**Records provided:**
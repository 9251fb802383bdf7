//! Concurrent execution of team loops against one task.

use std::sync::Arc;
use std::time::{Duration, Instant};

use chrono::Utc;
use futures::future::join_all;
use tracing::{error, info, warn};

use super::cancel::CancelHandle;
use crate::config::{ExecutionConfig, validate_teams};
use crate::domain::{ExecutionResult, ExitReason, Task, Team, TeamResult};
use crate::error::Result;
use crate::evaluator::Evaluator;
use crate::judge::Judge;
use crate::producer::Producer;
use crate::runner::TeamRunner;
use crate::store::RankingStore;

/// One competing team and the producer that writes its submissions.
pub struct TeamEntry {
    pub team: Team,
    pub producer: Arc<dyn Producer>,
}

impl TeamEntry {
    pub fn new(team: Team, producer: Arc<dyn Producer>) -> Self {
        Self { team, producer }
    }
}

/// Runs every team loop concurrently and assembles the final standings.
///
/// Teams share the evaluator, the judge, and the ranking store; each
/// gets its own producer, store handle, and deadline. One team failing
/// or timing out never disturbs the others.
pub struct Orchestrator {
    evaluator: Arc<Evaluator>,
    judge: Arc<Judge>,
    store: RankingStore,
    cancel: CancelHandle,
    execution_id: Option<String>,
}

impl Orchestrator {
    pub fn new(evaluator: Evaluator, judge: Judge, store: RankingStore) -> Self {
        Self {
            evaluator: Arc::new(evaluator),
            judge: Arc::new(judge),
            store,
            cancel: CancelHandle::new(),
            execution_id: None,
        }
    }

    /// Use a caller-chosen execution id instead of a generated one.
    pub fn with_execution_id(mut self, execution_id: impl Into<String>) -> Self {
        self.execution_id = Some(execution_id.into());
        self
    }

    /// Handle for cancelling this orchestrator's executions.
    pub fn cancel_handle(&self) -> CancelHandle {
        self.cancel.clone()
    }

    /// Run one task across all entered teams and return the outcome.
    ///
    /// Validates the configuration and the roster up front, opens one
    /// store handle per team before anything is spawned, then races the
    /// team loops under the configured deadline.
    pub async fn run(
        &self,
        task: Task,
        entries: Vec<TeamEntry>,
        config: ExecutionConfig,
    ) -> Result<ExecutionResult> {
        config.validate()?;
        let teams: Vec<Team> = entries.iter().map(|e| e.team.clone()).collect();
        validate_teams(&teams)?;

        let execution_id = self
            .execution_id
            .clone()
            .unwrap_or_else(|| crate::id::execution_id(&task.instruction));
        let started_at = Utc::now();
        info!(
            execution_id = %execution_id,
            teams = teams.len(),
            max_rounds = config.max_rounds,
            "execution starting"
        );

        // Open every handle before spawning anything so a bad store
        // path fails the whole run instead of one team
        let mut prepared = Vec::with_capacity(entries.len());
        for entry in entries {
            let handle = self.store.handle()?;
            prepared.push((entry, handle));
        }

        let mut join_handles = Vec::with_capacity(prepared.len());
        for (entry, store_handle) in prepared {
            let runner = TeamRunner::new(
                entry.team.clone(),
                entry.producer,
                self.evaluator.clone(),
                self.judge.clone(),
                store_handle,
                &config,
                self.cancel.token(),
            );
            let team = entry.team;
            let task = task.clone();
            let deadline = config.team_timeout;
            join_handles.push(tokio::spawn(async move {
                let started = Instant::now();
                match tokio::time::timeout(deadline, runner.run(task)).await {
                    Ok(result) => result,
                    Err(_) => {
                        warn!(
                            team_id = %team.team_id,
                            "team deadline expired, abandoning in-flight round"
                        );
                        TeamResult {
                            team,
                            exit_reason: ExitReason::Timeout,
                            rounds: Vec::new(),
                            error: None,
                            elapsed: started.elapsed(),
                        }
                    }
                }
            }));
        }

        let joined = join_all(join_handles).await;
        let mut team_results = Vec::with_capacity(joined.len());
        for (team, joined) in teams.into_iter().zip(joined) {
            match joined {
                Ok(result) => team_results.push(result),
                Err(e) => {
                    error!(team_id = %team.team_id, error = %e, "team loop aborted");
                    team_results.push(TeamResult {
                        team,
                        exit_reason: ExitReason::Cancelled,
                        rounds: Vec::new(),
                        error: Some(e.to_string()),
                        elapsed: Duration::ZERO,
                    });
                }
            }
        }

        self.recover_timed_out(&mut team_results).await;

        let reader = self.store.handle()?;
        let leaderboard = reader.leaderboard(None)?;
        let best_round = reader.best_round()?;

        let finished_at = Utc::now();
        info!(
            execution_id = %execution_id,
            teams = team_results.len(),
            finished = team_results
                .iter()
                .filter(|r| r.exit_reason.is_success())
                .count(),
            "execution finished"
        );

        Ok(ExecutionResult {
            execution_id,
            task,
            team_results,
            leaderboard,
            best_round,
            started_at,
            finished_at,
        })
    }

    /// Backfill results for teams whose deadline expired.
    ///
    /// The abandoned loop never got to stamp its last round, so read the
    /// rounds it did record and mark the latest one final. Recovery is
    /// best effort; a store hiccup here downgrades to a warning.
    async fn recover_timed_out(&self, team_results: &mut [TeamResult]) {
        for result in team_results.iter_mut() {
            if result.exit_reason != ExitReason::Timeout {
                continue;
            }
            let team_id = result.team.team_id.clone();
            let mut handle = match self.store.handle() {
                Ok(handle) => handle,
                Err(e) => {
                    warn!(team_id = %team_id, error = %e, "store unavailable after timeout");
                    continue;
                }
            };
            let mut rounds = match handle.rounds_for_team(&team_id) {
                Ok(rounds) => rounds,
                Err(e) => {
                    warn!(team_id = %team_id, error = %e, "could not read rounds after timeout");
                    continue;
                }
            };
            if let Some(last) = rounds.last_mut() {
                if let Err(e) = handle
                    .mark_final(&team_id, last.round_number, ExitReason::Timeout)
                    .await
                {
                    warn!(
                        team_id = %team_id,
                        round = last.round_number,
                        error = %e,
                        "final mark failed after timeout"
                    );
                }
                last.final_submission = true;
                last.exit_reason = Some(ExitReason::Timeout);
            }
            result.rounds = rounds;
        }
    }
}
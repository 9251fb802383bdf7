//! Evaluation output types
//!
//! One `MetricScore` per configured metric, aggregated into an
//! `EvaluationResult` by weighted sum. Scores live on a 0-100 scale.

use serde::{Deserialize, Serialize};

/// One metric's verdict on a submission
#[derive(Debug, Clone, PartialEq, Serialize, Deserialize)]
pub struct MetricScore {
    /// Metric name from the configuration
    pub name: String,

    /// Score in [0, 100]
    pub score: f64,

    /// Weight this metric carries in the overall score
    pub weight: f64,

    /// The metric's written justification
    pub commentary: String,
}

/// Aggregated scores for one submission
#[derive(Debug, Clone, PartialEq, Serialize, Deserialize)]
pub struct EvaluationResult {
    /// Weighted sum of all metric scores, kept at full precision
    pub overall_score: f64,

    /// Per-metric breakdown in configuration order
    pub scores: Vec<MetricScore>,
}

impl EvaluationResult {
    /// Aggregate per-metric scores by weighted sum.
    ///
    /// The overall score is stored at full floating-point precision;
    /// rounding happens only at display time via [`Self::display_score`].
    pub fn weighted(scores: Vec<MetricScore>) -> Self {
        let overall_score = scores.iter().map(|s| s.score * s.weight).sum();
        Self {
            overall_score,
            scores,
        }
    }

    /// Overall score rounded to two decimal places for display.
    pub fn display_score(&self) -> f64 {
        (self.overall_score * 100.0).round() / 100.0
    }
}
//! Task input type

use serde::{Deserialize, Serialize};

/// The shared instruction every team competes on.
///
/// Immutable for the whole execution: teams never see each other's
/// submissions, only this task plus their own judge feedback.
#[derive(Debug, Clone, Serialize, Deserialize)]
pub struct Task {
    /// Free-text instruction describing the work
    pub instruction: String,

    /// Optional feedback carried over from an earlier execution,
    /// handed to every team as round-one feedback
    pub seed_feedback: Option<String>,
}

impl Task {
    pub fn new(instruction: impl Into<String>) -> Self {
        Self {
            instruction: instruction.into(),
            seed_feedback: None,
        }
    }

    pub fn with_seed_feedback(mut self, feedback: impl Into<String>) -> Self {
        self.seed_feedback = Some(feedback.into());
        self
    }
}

**Directions:** Reproduce only the lines above, starting at the line with "see each other's" and ending at the line with "Optional feedback carried", exactly as written.

**Answer to this problem:**
/// Immutable for the whole execution: teams never see each other's
/// submissions, only this task plus their own judge feedback.
#[derive(Debug, Clone, Serialize, Deserialize)]
pub struct Task {
    /// Free-text instruction describing the work
    pub instruction: String,

    /// Optional feedback carried over from an earlier execution,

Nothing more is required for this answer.